(What you will do): In the entries below, find the line with "columns indexed 0-7." and print exactly every line from there up to and including the line with "character per cell.", with no other lines.

[Collected data]
╭──
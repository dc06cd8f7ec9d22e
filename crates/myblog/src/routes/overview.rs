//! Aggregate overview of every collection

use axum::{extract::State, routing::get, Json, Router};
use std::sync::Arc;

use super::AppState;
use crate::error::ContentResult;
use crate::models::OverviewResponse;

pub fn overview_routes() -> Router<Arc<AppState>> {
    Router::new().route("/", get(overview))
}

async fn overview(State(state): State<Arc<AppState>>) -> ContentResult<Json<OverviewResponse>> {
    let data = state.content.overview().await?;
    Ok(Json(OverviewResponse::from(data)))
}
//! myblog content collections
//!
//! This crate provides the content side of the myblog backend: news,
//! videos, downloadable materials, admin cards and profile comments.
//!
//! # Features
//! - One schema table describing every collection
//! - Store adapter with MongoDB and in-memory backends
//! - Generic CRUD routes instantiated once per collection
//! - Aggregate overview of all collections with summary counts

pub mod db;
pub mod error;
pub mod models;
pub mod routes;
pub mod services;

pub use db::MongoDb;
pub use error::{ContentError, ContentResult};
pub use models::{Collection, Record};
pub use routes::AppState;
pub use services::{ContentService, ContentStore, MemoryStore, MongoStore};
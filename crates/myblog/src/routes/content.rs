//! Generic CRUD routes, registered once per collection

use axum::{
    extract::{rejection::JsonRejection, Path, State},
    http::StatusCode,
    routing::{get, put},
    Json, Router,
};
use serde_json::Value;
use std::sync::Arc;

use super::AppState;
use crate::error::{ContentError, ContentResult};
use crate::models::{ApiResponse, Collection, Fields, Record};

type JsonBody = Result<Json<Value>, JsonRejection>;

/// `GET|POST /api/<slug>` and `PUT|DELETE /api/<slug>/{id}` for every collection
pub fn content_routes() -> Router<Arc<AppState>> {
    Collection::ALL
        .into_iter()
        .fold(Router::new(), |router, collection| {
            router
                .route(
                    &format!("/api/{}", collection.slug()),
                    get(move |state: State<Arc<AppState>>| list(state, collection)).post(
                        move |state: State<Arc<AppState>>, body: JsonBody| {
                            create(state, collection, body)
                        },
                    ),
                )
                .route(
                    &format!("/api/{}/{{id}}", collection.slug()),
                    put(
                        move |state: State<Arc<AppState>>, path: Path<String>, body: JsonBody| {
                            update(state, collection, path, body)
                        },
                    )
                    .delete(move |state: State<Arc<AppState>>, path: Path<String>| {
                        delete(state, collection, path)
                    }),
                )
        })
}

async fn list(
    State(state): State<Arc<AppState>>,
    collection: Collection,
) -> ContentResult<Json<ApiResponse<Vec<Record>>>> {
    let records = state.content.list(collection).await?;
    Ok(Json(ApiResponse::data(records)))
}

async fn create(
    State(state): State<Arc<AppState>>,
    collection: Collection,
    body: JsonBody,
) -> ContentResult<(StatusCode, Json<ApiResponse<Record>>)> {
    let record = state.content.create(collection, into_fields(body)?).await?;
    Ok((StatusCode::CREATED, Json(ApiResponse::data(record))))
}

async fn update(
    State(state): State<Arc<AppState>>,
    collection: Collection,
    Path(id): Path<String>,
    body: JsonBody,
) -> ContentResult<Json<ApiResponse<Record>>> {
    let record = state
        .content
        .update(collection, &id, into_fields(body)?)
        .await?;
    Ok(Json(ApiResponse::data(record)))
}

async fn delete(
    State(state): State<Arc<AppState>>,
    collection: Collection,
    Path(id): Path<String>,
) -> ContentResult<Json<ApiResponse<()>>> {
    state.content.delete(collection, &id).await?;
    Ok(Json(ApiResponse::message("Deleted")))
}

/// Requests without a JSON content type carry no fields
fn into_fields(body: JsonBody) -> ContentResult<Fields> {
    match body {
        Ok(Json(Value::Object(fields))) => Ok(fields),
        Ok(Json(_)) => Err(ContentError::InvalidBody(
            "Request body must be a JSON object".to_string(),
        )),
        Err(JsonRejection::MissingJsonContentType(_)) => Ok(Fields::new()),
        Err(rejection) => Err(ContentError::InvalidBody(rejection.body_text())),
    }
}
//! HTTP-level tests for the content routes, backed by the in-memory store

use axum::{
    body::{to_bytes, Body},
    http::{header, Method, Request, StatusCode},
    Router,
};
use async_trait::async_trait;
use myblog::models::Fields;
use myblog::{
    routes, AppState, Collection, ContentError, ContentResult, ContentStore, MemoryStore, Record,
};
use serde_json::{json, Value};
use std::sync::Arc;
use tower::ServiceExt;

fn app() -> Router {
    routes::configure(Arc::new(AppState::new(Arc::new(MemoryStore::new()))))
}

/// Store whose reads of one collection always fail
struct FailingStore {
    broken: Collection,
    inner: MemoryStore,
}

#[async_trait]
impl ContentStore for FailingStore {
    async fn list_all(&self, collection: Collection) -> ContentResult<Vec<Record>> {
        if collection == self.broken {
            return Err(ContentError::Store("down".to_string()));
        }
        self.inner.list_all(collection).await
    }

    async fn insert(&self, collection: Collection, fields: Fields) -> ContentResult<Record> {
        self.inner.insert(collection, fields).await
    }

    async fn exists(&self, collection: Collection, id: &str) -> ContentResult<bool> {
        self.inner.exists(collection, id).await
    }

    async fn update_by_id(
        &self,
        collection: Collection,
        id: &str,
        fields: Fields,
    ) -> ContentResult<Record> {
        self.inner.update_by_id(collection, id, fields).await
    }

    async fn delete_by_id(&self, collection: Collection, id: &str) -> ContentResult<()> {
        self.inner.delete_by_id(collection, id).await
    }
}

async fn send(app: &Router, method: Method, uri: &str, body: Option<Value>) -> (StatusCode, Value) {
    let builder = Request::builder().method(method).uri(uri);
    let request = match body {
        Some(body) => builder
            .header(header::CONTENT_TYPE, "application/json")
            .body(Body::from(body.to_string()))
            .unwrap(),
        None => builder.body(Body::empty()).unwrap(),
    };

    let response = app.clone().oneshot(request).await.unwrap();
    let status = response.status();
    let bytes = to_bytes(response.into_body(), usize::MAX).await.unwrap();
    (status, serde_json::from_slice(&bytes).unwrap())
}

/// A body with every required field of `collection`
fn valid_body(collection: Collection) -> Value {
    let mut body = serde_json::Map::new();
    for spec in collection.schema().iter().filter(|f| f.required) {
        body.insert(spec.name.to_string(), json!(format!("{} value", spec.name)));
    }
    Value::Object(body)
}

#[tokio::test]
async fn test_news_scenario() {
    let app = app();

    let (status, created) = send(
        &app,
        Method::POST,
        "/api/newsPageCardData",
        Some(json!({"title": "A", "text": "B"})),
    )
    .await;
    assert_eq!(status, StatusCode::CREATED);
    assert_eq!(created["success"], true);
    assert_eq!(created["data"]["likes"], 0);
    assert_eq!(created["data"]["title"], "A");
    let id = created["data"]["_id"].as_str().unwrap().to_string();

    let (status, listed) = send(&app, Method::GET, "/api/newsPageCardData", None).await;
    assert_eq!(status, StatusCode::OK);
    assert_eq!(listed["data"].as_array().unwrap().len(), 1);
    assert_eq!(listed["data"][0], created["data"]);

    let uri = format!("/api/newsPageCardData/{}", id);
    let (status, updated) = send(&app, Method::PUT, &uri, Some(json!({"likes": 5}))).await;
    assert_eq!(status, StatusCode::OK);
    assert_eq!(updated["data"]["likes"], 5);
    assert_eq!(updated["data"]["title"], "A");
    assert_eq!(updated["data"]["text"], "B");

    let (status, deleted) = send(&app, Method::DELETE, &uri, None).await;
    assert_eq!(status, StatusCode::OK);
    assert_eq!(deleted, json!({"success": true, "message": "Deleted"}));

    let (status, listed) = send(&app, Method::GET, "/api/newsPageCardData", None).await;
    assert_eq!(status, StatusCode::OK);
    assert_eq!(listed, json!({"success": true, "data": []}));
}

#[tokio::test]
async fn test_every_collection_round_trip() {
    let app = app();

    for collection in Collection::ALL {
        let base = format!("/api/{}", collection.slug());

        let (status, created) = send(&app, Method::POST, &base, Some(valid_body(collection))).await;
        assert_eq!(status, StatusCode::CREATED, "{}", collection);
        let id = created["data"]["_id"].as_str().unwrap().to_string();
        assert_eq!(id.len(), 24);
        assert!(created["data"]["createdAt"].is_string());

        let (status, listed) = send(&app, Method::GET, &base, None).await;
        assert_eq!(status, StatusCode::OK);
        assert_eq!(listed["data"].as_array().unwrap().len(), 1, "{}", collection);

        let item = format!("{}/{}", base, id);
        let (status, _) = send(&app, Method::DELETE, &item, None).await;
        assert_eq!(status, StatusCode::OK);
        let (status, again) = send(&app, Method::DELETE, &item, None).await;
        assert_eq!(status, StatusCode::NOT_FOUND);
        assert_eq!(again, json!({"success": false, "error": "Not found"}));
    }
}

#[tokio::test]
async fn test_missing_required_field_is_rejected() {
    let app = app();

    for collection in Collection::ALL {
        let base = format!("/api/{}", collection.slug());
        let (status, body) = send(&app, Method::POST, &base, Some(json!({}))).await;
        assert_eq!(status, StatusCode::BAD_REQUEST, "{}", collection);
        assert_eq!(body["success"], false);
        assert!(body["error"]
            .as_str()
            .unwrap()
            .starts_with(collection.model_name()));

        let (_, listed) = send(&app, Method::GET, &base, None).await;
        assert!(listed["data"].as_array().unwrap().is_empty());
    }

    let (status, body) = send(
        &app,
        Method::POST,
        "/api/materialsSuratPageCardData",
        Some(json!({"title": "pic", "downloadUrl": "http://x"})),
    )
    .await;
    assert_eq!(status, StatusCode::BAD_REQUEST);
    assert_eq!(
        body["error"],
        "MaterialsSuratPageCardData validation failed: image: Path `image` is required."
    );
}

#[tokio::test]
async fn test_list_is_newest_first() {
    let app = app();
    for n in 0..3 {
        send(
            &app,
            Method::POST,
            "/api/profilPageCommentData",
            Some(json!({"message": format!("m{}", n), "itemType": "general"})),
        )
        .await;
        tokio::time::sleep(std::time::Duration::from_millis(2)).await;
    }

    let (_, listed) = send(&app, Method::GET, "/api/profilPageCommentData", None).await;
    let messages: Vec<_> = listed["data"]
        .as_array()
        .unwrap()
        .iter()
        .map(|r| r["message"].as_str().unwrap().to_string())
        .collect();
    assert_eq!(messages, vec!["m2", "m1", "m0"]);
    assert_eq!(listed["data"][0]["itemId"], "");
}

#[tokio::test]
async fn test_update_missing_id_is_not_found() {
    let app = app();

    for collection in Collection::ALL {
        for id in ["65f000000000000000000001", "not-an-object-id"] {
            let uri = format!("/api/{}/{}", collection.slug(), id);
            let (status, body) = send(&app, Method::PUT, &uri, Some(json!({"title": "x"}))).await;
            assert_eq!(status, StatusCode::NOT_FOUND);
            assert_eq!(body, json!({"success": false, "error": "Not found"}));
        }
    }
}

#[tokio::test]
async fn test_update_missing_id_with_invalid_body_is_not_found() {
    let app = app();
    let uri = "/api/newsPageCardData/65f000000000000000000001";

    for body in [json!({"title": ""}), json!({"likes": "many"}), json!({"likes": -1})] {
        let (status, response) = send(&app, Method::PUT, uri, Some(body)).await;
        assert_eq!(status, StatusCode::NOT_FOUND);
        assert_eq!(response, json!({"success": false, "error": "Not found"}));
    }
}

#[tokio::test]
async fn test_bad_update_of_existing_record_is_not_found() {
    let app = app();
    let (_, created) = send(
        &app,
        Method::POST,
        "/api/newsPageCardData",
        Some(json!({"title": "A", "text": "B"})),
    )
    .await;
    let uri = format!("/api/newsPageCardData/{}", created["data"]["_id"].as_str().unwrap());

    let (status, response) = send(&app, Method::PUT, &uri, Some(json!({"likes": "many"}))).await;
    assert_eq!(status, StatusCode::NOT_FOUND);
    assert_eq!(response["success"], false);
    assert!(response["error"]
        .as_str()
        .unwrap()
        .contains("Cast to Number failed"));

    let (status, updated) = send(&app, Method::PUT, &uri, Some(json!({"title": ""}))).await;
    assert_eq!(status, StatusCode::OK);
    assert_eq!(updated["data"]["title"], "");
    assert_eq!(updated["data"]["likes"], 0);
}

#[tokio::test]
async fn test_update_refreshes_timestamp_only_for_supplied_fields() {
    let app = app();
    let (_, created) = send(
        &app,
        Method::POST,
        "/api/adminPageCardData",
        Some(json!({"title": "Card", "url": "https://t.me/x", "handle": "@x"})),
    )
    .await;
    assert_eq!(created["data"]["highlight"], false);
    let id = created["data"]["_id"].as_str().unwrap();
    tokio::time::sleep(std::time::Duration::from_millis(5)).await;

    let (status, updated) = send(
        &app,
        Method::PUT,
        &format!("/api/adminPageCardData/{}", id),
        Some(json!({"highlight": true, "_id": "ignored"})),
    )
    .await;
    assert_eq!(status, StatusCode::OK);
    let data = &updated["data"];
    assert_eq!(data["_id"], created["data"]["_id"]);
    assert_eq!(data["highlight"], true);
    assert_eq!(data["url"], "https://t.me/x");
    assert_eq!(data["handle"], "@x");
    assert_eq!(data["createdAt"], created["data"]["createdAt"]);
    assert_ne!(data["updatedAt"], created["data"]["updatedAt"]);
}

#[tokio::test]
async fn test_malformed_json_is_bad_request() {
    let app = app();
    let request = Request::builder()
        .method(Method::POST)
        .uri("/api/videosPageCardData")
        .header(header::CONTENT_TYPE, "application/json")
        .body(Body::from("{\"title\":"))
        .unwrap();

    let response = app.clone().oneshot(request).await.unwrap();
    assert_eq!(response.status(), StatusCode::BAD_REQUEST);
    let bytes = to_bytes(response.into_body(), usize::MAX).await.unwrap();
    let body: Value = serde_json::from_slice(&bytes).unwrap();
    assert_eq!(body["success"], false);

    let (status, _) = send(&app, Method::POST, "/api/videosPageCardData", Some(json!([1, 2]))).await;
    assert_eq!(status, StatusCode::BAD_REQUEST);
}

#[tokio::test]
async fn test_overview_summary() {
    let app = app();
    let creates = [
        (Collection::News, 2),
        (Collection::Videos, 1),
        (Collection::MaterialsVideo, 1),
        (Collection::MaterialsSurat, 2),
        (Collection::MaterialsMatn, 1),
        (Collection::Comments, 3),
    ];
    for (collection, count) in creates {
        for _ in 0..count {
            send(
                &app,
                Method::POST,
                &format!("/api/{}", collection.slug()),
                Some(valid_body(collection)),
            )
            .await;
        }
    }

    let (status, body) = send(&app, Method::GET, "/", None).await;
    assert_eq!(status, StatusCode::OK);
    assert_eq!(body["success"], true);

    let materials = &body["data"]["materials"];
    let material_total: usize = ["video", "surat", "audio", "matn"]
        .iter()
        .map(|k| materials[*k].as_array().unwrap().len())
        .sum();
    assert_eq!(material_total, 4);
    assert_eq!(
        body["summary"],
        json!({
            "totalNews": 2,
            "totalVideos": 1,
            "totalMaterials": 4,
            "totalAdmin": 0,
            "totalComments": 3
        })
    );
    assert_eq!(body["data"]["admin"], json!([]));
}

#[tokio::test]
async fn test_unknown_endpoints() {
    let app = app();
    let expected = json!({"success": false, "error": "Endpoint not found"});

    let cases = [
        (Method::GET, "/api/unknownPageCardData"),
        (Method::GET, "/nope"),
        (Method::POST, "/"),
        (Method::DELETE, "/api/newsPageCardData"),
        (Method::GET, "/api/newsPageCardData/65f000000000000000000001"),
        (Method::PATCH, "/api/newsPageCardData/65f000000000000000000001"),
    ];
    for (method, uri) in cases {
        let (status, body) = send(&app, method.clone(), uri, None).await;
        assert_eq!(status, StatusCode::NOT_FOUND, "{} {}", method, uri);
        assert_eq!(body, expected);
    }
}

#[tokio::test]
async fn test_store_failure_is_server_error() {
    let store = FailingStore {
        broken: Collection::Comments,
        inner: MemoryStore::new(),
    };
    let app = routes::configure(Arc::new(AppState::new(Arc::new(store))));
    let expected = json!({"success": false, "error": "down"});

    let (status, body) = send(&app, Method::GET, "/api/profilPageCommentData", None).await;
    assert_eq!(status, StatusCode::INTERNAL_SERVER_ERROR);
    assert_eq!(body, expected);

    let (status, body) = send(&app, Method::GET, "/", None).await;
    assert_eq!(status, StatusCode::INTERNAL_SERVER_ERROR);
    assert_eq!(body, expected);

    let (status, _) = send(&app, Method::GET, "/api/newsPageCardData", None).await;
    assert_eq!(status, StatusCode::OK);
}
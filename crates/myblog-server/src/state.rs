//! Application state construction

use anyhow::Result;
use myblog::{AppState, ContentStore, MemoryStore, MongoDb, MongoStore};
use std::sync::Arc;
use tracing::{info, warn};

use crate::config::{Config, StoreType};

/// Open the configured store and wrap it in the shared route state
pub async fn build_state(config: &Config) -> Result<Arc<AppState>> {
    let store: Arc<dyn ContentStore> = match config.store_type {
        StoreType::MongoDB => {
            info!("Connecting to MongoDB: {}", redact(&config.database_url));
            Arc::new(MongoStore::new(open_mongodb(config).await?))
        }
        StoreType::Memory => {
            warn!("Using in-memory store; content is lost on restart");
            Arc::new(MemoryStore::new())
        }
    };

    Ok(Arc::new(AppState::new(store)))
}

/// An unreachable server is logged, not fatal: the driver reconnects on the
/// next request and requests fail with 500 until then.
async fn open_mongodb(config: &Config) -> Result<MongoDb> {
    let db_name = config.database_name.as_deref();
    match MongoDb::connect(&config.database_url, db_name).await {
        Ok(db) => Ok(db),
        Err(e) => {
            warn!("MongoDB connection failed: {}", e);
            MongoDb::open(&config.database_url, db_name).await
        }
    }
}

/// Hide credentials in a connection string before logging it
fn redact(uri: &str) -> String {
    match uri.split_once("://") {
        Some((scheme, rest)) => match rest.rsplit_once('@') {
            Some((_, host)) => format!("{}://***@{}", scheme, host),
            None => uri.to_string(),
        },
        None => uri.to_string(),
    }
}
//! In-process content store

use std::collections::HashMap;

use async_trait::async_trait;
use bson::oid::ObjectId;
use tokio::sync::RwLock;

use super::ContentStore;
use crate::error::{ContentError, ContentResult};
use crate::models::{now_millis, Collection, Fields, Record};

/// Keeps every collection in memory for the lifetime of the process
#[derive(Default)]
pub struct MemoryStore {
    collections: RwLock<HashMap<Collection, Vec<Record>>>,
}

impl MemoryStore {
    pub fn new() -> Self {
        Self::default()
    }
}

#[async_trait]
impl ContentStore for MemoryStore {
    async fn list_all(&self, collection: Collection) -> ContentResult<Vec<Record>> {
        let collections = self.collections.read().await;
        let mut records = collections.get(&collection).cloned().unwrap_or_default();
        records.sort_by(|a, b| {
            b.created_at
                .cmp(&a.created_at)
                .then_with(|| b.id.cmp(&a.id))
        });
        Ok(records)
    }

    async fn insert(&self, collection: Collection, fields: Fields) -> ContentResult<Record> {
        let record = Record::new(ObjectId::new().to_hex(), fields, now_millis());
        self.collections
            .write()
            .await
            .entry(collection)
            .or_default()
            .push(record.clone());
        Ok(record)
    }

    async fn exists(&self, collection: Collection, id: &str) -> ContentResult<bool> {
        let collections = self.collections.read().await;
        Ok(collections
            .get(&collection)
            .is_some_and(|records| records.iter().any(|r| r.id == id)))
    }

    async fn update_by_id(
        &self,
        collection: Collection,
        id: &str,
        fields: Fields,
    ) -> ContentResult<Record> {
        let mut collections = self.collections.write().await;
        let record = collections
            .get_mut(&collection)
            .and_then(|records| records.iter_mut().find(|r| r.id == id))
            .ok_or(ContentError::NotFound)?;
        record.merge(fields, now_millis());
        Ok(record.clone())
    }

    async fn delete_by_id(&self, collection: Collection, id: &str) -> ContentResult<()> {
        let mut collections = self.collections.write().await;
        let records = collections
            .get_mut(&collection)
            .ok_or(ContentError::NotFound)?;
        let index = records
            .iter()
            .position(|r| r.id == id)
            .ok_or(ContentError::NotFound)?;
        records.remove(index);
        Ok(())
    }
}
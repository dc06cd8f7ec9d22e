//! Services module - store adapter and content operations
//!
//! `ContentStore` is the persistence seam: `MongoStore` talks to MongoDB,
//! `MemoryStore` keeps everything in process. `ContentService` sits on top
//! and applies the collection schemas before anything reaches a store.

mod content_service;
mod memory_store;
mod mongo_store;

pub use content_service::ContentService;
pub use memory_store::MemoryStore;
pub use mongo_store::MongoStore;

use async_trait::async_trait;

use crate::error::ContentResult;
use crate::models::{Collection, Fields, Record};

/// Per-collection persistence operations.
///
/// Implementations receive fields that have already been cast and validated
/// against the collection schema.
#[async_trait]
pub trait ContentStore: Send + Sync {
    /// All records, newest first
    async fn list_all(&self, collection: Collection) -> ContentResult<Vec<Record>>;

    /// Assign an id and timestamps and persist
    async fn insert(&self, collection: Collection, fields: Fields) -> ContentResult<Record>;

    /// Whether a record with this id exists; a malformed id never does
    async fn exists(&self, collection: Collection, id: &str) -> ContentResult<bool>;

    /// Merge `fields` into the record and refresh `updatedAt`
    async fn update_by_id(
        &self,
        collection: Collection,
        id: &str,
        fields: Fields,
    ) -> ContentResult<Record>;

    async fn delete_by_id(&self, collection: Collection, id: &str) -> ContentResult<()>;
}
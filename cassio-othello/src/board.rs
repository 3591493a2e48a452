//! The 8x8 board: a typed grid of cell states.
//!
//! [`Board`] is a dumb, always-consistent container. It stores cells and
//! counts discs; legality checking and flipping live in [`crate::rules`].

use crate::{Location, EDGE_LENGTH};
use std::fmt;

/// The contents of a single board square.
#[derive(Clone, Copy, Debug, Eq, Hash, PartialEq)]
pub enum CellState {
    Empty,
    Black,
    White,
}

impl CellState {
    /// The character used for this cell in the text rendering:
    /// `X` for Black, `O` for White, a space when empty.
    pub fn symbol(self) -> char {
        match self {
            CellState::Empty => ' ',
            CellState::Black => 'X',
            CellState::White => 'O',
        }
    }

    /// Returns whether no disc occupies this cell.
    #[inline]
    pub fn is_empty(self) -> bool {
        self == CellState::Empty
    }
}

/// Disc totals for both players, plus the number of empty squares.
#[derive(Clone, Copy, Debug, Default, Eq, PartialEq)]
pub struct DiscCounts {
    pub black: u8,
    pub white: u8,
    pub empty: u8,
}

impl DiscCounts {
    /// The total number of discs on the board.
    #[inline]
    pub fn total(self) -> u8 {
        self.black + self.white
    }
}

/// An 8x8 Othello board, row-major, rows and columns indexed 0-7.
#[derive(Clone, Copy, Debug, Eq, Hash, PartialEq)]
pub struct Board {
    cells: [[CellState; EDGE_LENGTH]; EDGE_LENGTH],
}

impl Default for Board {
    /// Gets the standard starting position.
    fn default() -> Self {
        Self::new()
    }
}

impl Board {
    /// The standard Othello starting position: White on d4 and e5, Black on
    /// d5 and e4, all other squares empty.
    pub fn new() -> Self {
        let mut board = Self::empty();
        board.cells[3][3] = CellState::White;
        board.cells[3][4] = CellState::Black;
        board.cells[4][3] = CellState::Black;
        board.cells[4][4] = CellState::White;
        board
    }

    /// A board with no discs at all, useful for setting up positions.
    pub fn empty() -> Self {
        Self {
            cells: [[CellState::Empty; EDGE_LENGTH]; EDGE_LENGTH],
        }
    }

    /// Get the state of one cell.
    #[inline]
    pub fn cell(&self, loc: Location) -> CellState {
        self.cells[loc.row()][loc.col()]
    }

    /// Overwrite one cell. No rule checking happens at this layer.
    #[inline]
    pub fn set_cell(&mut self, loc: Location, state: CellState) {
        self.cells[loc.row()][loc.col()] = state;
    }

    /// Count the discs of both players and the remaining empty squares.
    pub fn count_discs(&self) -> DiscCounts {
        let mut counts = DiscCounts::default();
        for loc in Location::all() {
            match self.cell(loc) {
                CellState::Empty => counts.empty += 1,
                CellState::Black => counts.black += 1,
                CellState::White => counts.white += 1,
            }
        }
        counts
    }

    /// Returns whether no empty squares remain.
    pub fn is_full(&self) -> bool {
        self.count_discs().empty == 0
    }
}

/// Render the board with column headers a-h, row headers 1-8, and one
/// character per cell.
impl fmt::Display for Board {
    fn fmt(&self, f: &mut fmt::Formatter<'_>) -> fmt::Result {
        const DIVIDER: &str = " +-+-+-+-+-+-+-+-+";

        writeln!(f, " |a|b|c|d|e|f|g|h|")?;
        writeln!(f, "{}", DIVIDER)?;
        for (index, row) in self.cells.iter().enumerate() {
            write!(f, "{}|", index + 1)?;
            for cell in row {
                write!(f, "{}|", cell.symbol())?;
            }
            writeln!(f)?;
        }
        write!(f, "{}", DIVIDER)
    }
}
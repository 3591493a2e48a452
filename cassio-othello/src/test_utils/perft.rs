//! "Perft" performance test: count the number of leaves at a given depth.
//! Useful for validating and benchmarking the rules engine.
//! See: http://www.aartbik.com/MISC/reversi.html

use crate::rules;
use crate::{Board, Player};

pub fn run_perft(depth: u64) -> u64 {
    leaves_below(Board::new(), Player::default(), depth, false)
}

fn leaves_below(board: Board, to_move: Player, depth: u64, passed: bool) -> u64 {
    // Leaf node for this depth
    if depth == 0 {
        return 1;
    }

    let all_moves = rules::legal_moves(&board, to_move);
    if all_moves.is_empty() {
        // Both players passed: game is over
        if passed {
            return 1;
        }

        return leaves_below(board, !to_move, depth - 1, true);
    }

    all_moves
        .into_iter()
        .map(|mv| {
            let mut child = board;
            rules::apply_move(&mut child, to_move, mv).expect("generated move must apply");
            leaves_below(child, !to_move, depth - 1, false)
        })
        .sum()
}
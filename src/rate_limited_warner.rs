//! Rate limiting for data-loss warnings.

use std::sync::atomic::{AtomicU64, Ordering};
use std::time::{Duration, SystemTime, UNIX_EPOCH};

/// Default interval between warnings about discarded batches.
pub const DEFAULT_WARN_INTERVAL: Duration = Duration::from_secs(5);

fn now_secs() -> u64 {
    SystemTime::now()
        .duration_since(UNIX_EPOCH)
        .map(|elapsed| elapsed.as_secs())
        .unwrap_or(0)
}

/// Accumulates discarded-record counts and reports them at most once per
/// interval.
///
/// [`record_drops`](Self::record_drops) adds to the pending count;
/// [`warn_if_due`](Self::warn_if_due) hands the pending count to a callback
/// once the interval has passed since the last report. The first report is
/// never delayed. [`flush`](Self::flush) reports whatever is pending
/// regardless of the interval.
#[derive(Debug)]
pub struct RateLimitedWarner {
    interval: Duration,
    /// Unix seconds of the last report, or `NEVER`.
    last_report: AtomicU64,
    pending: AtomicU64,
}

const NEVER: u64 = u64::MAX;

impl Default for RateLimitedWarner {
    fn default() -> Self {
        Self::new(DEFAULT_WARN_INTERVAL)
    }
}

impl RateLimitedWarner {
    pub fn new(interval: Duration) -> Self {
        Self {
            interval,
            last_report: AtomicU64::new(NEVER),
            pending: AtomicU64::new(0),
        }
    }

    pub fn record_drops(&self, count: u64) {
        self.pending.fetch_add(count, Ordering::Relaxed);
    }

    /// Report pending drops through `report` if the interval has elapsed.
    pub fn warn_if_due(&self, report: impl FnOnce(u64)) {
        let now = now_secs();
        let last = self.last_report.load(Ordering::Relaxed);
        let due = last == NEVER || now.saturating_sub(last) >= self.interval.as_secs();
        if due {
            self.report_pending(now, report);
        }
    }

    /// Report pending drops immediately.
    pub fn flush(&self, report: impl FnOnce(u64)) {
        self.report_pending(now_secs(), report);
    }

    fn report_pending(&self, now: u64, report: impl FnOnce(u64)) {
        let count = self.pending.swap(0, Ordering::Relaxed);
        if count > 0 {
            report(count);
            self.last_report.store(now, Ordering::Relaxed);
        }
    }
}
╰──
(Reply to the task):
/// An 8x8 Othello board, row-major, rows and columns indexed 0-7.
#[derive(Clone, Copy, Debug, Eq, Hash, PartialEq)]
pub struct Board {
    cells: [[CellState; EDGE_LENGTH]; EDGE_LENGTH],
}

impl Default for Board {
    /// Gets the standard starting position.
    fn default() -> Self {
        Self::new()
    }
}

impl Board {
    /// The standard Othello starting position: White on d4 and e5, Black on
    /// d5 and e4, all other squares empty.
    pub fn new() -> Self {
        let mut board = Self::empty();
        board.cells[3][3] = CellState::White;
        board.cells[3][4] = CellState::Black;
        board.cells[4][3] = CellState::Black;
        board.cells[4][4] = CellState::White;
        board
    }

    /// A board with no discs at all, useful for setting up positions.
    pub fn empty() -> Self {
        Self {
            cells: [[CellState::Empty; EDGE_LENGTH]; EDGE_LENGTH],
        }
    }

    /// Get the state of one cell.
    #[inline]
    pub fn cell(&self, loc: Location) -> CellState {
        self.cells[loc.row()][loc.col()]
    }

    /// Overwrite one cell. No rule checking happens at this layer.
    #[inline]
    pub fn set_cell(&mut self, loc: Location, state: CellState) {
        self.cells[loc.row()][loc.col()] = state;
    }

    /// Count the discs of both players and the remaining empty squares.
    pub fn count_discs(&self) -> DiscCounts {
        let mut counts = DiscCounts::default();
        for loc in Location::all() {
            match self.cell(loc) {
                CellState::Empty => counts.empty += 1,
                CellState::Black => counts.black += 1,
                CellState::White => counts.white += 1,
            }
        }
        counts
    }

    /// Returns whether no empty squares remain.
    pub fn is_full(&self) -> bool {
        self.count_discs().empty == 0
    }
}

/// Render the board with column headers a-h, row headers 1-8, and one
/// character per cell.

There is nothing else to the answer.